Descartes no quitara trabajo al patíbulo, ejecutando su amenaza, sobre todo porque es posible que
no hubiera podido llevar su nave a puerto después de haber matado a sus tripulantes; con lo cual
se habría visto obligado a continuar cruzando eternamente el Zuider Zee y, probablemente, habría
sido confundido por los marinos con el Holandés errante de regreso a su patria.

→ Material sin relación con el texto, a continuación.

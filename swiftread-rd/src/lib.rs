//! # SwiftRead Reader Service (swiftread-rd)
//!
//! Speed-reading playback engine with a durable text library.
//!
//! **Purpose:** Stream words to clients at a WPM-derived rate, persist
//! reading sessions across restarts, and import EPUB archives or web
//! articles into clean word lists.
//!
//! **Architecture:** A single scheduler task owns the reading session;
//! HTTP handlers submit commands over a queue and clients receive timed
//! word-reveal signals over SSE.

pub mod api;
pub mod config;
pub mod import;
pub mod library;
pub mod playback;
pub mod sse;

«El valor que manifestó M. Descartes -dice su biógrafo- tuvo un efecto mágico sobre aquellos
miserables. Su instantánea consternación sumió a sus mentes en tal confusión que los cegó para
las posibilidades que tenían a su favor, y le condujeron a su destino tan apaciblemente como
deseaba.»
Posiblemente, señores, pensaréis que, conforme al modelo del discurso de César a su pobre
barquero -Caeseram vehis et fortunas eius-, Descartes no habría necesitado más que decir:
«Miserables, no podéis cortarme el cuello, pues conducís a Descartes y a su filosofía», y pudo
haberlos retado a que hicieran tal fechoría. Un emperador alemán tuvo la misma idea cuando,
advertido de que evitara pasar por un sitio batido por los cañones, replicó: «¡Vamos! ¿Habéis oído
alguna vez que una bala de cañón haya matado a un emperador?» (*). No sé lo que le habría
pasado a un emperador, pero una cosa más pequeña habría bastado para aplastar a un filósofo, y
el siguiente gran filósofo de Europa fue indudablemente asesinado. Se trata de Spinoza.
(Continuará).
(*) Ese mismo argumento ha sido empleado por lo menos otra vez. Hace siglos, un delfín de
Francia, al ser advertido del peligro de la viruela, hizo la misma pregunta del emperador: «¿Ha oído
algún caballero que un delfín haya muerto de viruela?». No, ningún caballero había oído semejante
cosa. Sin embargo, aquel delfín murió de la viruela.